では、第九回東方SSこんぺ、はっじまっるよー!!!
リコーダー
作品情報
作品集:
最新
投稿日時:
2010/10/09 00:00:33
更新日時:
2010/10/09 00:00:33
評価:
29/30
POINT:
156
1. 7 過剰 ■2010/11/07 00:10:13
そうきたかwww
2. 4 毒弾と変権 ■2010/11/07 00:44:49
SSの後半部分が、前半の心地よい程度に騒がしい雰囲気を台無しにしてしまったように感じた
動作や人物の表現の仕方は好きだったけど、自分が(勝手に)期待したものと違ったのは残念
しかし小町には三味線が似合うと思わされたのでこの点数で
3. 8 タカハウス ■2010/11/07 02:59:52
あちゃーなんというミス!
しかし小町の思いに感激しました。
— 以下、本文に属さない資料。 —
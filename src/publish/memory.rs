//! In-process publishers and sinks (testing, local development).

use super::{EventPublisher, EventSink, OutboundMessage};
use crate::error::{Error, Result};
use futures::future::BoxFuture;
use std::sync::{Arc, Mutex};

/// Publisher that keeps every accepted message in memory.
///
/// Clones share the same message list. [`RecordingPublisher::failing`]
/// builds one that rejects everything, for exercising failure paths.
#[derive(Clone, Default)]
pub struct RecordingPublisher {
    messages: Arc<Mutex<Vec<OutboundMessage>>>,
    failing: bool,
}

impl RecordingPublisher {
    pub fn new() -> Self {
        Self::default()
    }

    /// A publisher whose every call fails with `Error::PublishError`.
    pub fn failing() -> Self {
        RecordingPublisher {
            messages: Arc::default(),
            failing: true,
        }
    }

    /// Snapshot of accepted messages, oldest first.
    pub fn messages(&self) -> Vec<OutboundMessage> {
        self.messages
            .lock()
            .map(|guard| guard.clone())
            .unwrap_or_default()
    }

    pub fn len(&self) -> usize {
        self.messages.lock().map(|guard| guard.len()).unwrap_or(0)
    }

    pub fn is_empty(&self) -> bool {
        self.len() == 0
    }

    pub fn clear(&self) {
        if let Ok(mut guard) = self.messages.lock() {
            guard.clear();
        }
    }
}

impl EventPublisher for RecordingPublisher {
    fn publish(&self, message: OutboundMessage) -> Result<()> {
        if self.failing {
            return Err(Error::PublishError("transport unavailable".to_string()));
        }

        let mut guard = self
            .messages
            .lock()
            .map_err(|e| Error::PublishError(format!("recorder poisoned: {}", e)))?;
        guard.push(message);
        Ok(())
    }
}

impl EventSink for RecordingPublisher {
    fn send(&self, message: OutboundMessage) -> BoxFuture<'_, Result<()>> {
        let result = self.publish(message);
        Box::pin(async move { result })
    }
}

/// Sink that writes each message to the `log` facade at info level.
#[derive(Clone, Default)]
pub struct LogSink;

impl EventSink for LogSink {
    fn send(&self, message: OutboundMessage) -> BoxFuture<'_, Result<()>> {
        Box::pin(async move {
            info!(
                "EVENT topic={} key={} headers={:?} payload={}",
                message.topic,
                message.key.as_deref().unwrap_or("-"),
                message.headers,
                message.payload
            );
            Ok(())
        })
    }
}

#[cfg(test)]
mod tests {
    use super::*;
    use serde_json::json;

    #[test]
    fn test_recording_publisher() {
        let publisher = RecordingPublisher::new();
        publisher
            .publish(OutboundMessage::new("logs", json!({"n": 1})))
            .expect("publish failed");
        publisher
            .publish(OutboundMessage::new("logs", json!({"n": 2})))
            .expect("publish failed");

        let messages = publisher.messages();
        assert_eq!(messages.len(), 2);
        assert_eq!(messages[1].payload["n"], 2);

        publisher.clear();
        assert!(publisher.is_empty());
    }

    #[test]
    fn test_failing_publisher() {
        let publisher = RecordingPublisher::failing();
        let err = publisher
            .publish(OutboundMessage::new("logs", json!(null)))
            .unwrap_err();
        assert!(matches!(err, Error::PublishError(_)));
        assert!(publisher.is_empty());
    }

    #[tokio::test]
    async fn test_log_sink_accepts_everything() {
        let _ = env_logger::builder().is_test(true).try_init();
        LogSink
            .send(OutboundMessage::new("logs", json!({"a": 1})).with_key("svc"))
            .await
            .expect("log sink failed");
    }
}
そんな小町に拍手を。
4. 4 名無し ■2010/11/07 04:33:26
作者特定余裕でした
5. 7 たおふこ ■2010/11/07 06:46:55
牽制SSwww
物語としてはあっさりすぎるけど、そこらへんも考慮してこの点数を。
6. 6 ノラ猫 ■2010/11/07 09:41:49
短いながらしっかりとまとまっていて面白かった。
ただもうちょっとアクセントが欲しかったところです。
7. 8 百円玉 ■2010/11/07 14:46:30
すげー。爆弾落としていきやがったw
大多数の人がこんぺの読み始めに訪れるであろうこの最速最下の作品。
それをこういう風に扱うなんて只者ではない感が。

彼岸組ということで、それらしい人情のお話し。
小町の譲れない想いが映姫の心にも届く。
勘違いがご愛嬌で、それをいつも通りにいなす映姫もまたご愛嬌。
でもその中に遊び心も取り入れるのはすごいと想います。
8. 4 fish ■2010/11/08 00:31:14
さらりと。
何だか作者さんのイメージ先行な小町がどんどん動いちゃってるなぁという感じもしましたが、ちょっと笑いました。
9. 7 ハー ■2010/11/09 15:03:10
にやっとしてしまった。間違えてたのね小町はw
10. 7 1896 ■2010/11/10 19:28:28
うっそー!?
11. 3 雑魚へぼ無能 ■2010/11/11 11:46:06
オチはよくある間違いだし早い段階でわかった
ただわかりやすいからこそ小町が指摘されるのを期待してにやにやしながら読めた
ただ最後の小町のセリフがなんだかういてる
とっても違和感
そんな感じ
12. フリーレス 名前が無い程度の能力 ■2010/11/12 01:36:14
まったく洒脱な御仁だ。でもこんな悪ふざけは大好きだぜ!
13. 2 パレット ■2010/11/19 23:50:53
 ウッソー
14. 5 さく酸 ■2010/11/25 20:26:56
開幕お疲れ様です。浄瑠璃と浄玻璃は私も間違えていた記憶が。
食事処で語っていた小町のかっこよさとオチのボケっぷりがいい感じの作品でした。
15. 2 B ■2010/11/27 12:42:42
一番手の任、ご苦労である!
景気付けの5点、といきたいところだが実際の東方キャラは文字より音声で触れる機会のほうが多いからその間違いをするのはおかしい!
2点だ!
16. 4 asp ■2010/11/29 10:43:53
勘違いしてる小町かわいい。いわゆる前フリにあたる小町と店主の会話がなかなか良かっただけに、「一発ネタ」で落ちたことが少しがっかりだったり。こういう勘違いって恥ずかしいよなあと想起。
17. 7 日比谷 ■2010/11/29 18:53:23
ええい、くだらん落ちだ
18. 8 みなも ■2010/11/30 17:15:55
おちもすてきですが、それまでの三味線の人情話
もほろりとしてすきでした。

すてきなまとまりのある話ありがとうございます。
19. 8 yunta ■2010/11/30 21:55:12
執筆お疲れ様でした!

真面目な小町と思いきや……綺麗なオチですなぁ
開幕に相応しい粋なSSでした。
20. 6 とんじる ■2010/12/02 14:09:01
 なんて下らない一発ネタww
 でも噴いてしまったので私の負けですね。ええ、浄瑠璃と浄玻璃は昔、間違えて覚えてました。
 ネタ以外の所でも、さらりとした何でもない描写が上手かった。だからこそオチとのギャップに笑ってしまった訳なんですが。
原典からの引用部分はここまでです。